ACTIVITY. Return the following from the records below: each line, word for word, starting with the line that contains "filename core/tests/common/mod.rs" and going on through the line that contains "pub fn init_test_tracing()", with nothing outside that range.

Saved data entries
---------------

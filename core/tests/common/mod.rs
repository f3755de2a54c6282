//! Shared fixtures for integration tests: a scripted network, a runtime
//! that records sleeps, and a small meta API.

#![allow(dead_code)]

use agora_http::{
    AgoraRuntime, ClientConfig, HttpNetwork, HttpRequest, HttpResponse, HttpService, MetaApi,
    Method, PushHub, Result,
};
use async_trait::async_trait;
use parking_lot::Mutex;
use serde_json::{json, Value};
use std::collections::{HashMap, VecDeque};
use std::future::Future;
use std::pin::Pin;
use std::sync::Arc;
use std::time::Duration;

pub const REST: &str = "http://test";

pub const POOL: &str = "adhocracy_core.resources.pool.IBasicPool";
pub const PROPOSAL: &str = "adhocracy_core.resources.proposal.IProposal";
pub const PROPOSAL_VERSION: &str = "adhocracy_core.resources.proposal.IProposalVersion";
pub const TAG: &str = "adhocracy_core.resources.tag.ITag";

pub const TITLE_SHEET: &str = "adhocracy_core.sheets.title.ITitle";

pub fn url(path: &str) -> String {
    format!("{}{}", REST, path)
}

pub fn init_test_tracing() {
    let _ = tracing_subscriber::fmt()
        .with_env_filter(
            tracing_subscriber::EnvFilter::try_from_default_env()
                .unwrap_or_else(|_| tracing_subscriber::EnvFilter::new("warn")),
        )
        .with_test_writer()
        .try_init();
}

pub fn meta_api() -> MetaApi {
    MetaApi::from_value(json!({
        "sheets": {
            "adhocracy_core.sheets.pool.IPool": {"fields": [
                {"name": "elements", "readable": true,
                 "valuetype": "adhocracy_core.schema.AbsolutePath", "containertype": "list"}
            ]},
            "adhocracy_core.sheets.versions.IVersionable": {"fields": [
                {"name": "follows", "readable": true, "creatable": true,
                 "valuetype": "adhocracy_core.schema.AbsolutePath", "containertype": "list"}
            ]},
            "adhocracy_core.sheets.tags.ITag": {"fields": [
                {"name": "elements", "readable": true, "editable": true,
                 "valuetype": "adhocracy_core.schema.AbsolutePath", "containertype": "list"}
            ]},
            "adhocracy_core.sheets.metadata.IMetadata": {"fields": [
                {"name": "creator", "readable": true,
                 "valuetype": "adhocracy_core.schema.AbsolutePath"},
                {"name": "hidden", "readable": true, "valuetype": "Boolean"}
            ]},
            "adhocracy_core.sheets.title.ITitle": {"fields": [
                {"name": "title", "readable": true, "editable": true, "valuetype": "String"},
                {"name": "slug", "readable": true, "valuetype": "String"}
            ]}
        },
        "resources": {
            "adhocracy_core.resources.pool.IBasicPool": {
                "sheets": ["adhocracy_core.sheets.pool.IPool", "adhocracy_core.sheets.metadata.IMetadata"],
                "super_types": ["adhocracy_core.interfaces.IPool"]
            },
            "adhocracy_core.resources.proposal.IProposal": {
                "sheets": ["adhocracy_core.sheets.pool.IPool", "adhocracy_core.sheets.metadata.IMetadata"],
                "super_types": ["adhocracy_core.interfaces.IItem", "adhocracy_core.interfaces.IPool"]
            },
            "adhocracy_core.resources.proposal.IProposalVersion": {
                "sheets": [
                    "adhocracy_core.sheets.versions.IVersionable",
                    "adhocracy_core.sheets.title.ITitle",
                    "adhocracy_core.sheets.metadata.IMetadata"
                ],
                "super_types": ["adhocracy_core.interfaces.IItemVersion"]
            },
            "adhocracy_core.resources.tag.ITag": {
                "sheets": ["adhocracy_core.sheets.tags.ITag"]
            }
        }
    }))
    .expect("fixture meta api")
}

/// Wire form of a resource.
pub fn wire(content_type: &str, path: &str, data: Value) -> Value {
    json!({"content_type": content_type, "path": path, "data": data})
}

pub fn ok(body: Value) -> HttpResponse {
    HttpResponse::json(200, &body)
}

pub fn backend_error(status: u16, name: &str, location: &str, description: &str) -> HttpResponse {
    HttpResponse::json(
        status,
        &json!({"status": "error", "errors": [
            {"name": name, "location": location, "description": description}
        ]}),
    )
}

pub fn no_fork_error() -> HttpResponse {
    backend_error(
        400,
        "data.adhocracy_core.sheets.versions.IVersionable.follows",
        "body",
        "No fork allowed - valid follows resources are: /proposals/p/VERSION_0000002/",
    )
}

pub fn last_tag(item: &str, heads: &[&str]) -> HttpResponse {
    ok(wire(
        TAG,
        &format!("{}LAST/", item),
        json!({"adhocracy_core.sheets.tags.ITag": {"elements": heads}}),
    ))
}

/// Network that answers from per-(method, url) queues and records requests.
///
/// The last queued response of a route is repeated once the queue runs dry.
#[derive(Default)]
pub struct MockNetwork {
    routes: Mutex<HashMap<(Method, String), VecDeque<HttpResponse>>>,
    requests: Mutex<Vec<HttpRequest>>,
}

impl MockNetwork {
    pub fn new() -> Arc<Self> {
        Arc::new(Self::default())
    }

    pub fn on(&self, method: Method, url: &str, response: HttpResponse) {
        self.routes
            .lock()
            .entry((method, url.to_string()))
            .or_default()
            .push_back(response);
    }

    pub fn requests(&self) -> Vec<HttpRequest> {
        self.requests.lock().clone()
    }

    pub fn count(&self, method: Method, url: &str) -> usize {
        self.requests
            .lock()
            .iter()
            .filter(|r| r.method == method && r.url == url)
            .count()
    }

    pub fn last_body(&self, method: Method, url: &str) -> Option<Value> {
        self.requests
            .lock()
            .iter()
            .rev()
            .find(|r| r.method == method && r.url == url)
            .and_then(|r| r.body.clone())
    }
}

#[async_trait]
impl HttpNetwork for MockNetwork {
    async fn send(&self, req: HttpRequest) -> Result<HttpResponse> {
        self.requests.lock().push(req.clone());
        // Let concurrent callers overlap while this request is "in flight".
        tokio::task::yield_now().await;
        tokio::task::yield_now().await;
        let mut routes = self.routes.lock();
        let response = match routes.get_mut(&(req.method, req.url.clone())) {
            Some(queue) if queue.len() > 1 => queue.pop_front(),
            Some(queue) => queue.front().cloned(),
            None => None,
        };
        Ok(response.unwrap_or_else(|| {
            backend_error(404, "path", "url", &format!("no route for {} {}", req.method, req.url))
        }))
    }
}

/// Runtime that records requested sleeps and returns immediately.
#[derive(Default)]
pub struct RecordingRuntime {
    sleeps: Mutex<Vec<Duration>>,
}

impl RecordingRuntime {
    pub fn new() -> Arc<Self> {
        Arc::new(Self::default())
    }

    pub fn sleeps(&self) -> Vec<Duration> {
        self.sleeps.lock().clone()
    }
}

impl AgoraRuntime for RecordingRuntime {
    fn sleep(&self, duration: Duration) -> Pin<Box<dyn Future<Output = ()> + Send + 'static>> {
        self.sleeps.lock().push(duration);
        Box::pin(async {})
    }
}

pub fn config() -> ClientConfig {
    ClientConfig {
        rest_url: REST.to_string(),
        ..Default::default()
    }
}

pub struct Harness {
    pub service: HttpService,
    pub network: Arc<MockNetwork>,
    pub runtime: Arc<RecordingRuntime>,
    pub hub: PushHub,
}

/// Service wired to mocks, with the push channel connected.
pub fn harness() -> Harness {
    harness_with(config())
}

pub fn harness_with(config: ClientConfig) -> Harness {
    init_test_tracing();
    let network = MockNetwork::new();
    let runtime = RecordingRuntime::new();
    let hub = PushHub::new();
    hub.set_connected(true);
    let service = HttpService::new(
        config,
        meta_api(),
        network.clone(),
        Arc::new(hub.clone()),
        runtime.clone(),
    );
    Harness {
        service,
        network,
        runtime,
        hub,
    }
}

---------------

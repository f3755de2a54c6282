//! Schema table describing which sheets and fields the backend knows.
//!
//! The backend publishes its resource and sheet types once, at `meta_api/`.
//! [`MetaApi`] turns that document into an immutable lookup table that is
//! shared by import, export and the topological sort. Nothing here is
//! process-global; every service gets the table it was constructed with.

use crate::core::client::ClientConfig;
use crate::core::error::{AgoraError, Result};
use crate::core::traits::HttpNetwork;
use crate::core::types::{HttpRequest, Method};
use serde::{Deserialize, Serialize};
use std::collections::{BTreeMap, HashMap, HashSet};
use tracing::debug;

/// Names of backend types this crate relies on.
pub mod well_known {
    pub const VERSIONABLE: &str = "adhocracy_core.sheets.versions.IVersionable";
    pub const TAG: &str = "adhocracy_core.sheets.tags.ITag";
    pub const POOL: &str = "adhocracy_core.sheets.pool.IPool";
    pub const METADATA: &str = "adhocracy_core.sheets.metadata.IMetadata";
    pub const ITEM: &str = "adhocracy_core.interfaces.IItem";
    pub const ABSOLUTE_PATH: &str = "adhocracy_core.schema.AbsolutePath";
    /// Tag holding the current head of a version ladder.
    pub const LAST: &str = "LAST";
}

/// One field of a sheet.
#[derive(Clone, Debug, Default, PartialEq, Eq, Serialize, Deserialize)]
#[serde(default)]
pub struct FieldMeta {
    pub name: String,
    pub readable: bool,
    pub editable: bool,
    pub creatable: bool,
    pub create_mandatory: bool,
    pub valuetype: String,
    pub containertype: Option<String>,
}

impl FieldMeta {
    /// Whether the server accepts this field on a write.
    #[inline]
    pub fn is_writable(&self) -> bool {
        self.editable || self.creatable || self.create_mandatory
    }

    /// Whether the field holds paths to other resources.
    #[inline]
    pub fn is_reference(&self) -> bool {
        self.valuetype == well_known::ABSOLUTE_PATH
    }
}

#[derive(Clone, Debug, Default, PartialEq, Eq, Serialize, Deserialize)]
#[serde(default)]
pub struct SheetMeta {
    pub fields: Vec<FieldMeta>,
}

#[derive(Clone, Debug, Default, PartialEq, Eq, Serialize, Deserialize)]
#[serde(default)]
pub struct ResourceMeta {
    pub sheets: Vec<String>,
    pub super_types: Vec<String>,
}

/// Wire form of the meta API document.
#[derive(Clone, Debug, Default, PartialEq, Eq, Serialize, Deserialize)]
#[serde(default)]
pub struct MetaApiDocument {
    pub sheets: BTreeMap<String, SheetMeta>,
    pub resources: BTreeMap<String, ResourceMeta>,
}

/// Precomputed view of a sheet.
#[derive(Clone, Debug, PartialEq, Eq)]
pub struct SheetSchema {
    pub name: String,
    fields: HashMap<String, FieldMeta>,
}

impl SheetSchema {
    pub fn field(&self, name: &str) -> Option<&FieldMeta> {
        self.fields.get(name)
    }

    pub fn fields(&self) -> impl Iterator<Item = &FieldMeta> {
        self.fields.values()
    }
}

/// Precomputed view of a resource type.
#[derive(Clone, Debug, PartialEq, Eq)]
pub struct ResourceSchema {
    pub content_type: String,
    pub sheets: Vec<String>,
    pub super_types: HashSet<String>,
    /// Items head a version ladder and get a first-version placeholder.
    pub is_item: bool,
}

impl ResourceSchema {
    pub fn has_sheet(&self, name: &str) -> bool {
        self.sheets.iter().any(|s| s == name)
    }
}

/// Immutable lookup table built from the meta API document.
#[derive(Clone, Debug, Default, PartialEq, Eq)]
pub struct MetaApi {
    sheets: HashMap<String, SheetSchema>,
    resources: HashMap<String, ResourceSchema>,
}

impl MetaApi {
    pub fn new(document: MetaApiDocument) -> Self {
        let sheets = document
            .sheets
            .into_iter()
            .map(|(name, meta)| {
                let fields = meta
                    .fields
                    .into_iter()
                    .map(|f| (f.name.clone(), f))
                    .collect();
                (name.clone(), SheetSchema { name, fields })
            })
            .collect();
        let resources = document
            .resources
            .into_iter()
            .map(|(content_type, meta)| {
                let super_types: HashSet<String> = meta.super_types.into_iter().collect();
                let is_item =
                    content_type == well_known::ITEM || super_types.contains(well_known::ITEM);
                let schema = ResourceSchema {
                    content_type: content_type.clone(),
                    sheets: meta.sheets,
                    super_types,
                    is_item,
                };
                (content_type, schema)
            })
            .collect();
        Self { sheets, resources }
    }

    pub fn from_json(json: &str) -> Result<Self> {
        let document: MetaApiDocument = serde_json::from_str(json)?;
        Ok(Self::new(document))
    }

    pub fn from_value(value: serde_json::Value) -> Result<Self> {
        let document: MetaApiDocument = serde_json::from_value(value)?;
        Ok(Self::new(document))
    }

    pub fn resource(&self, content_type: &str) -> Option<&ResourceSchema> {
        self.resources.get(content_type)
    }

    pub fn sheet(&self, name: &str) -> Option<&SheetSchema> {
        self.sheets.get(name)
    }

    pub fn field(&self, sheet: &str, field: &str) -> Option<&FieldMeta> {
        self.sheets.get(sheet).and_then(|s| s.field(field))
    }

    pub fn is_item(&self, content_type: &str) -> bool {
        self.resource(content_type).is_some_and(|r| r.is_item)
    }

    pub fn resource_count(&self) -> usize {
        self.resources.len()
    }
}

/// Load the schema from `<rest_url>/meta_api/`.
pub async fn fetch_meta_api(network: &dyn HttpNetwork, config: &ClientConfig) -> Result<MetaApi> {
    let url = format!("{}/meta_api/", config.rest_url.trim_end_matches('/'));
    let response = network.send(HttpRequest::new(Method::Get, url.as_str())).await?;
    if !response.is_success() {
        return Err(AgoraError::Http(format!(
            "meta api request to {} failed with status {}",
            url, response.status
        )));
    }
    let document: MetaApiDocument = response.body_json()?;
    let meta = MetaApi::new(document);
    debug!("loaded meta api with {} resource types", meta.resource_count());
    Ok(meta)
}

---------------

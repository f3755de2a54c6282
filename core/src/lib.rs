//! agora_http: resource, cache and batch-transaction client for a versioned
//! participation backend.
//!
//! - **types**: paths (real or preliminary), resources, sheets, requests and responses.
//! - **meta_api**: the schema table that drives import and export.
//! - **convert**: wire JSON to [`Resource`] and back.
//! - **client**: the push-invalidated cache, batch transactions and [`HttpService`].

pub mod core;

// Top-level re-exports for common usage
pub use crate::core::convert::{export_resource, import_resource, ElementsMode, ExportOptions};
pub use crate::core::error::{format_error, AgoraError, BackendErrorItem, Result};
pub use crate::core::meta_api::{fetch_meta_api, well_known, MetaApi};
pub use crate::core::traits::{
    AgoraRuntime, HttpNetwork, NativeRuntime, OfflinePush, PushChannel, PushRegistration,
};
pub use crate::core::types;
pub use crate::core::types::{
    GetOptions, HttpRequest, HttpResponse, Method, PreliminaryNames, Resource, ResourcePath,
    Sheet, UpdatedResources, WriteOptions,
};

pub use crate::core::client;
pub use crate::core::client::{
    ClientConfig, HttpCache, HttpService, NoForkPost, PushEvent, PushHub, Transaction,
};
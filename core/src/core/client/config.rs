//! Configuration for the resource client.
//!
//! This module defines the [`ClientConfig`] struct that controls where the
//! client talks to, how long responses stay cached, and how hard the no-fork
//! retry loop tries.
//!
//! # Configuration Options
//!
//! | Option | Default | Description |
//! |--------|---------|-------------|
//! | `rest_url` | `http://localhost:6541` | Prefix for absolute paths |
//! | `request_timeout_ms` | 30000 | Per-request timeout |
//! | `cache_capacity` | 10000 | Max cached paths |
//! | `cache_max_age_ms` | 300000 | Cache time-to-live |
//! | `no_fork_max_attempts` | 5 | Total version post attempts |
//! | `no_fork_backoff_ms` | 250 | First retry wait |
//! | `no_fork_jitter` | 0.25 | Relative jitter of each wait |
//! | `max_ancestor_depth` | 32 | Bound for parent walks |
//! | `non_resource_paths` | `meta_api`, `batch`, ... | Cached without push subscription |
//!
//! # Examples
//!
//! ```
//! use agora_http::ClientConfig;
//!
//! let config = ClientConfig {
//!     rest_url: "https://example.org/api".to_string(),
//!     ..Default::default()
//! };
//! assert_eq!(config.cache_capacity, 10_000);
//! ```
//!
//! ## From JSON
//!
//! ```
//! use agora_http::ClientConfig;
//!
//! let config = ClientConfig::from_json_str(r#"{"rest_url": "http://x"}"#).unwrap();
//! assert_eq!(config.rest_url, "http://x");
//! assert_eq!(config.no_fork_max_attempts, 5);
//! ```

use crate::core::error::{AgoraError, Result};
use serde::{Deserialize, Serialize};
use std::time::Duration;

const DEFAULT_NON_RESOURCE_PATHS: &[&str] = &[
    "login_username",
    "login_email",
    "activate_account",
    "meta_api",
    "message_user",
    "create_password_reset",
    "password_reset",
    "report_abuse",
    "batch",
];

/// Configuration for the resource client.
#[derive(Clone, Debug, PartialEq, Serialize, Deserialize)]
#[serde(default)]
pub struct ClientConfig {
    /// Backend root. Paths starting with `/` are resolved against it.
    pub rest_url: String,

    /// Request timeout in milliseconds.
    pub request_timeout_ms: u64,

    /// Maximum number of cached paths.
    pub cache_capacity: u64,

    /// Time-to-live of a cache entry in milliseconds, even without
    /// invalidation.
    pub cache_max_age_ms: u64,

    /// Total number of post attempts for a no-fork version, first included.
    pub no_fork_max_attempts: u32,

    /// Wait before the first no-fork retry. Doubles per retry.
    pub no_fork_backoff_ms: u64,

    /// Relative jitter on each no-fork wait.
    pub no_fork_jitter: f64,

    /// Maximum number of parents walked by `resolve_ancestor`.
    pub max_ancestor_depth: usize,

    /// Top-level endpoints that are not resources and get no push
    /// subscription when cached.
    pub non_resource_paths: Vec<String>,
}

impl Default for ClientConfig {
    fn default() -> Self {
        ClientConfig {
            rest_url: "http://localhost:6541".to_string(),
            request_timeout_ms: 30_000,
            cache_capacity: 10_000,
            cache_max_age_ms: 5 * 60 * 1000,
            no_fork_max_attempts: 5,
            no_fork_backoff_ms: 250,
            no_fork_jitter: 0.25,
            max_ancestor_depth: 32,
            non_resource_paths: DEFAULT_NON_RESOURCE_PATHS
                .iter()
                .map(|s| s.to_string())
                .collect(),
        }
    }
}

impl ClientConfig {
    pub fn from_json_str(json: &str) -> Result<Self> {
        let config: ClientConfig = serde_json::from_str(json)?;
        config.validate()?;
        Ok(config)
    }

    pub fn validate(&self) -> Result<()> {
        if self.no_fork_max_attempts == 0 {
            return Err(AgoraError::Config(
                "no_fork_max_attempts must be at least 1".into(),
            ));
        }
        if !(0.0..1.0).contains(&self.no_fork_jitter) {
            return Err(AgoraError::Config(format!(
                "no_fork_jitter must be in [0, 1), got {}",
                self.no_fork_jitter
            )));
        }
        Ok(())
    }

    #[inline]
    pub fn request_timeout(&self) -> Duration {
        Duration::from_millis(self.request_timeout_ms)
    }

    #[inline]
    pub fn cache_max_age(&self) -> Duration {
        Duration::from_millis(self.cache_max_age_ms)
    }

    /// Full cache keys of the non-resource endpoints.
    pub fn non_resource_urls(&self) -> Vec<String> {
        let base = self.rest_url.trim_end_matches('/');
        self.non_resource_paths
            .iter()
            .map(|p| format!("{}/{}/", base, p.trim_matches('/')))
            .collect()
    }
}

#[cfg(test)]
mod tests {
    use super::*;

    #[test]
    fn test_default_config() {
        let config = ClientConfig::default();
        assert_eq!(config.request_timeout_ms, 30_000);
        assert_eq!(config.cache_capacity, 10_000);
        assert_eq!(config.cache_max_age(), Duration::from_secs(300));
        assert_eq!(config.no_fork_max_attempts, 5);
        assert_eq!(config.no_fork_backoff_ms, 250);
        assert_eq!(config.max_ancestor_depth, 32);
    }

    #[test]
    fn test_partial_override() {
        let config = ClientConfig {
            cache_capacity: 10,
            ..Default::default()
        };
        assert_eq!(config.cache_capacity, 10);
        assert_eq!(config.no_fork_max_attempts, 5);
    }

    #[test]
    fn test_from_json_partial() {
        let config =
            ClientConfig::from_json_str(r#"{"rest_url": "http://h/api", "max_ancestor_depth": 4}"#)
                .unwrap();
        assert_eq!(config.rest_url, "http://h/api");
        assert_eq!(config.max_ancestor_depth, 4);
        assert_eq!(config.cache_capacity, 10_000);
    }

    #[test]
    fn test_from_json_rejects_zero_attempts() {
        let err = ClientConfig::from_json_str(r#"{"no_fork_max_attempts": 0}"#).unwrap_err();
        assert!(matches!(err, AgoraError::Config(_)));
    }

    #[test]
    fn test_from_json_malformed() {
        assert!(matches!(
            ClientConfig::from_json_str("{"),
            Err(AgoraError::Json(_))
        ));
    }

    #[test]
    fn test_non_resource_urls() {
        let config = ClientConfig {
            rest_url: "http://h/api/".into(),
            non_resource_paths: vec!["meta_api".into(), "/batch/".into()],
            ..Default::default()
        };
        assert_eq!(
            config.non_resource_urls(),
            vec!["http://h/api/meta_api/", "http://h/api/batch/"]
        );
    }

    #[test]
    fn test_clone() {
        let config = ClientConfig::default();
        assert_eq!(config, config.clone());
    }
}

---------------

RESULT OF THE TASK.
filename core/tests/common/mod.rs
repository f3755de2a54c6282
//! Shared fixtures for integration tests: a scripted network, a runtime
//! that records sleeps, and a small meta API.

#![allow(dead_code)]

use agora_http::{
    AgoraRuntime, ClientConfig, HttpNetwork, HttpRequest, HttpResponse, HttpService, MetaApi,
    Method, PushHub, Result,
};
use async_trait::async_trait;
use parking_lot::Mutex;
use serde_json::{json, Value};
use std::collections::{HashMap, VecDeque};
use std::future::Future;
use std::pin::Pin;
use std::sync::Arc;
use std::time::Duration;

pub const REST: &str = "http://test";

pub const POOL: &str = "adhocracy_core.resources.pool.IBasicPool";
pub const PROPOSAL: &str = "adhocracy_core.resources.proposal.IProposal";
pub const PROPOSAL_VERSION: &str = "adhocracy_core.resources.proposal.IProposalVersion";
pub const TAG: &str = "adhocracy_core.resources.tag.ITag";

pub const TITLE_SHEET: &str = "adhocracy_core.sheets.title.ITitle";

pub fn url(path: &str) -> String {
    format!("{}{}", REST, path)
}

pub fn init_test_tracing() {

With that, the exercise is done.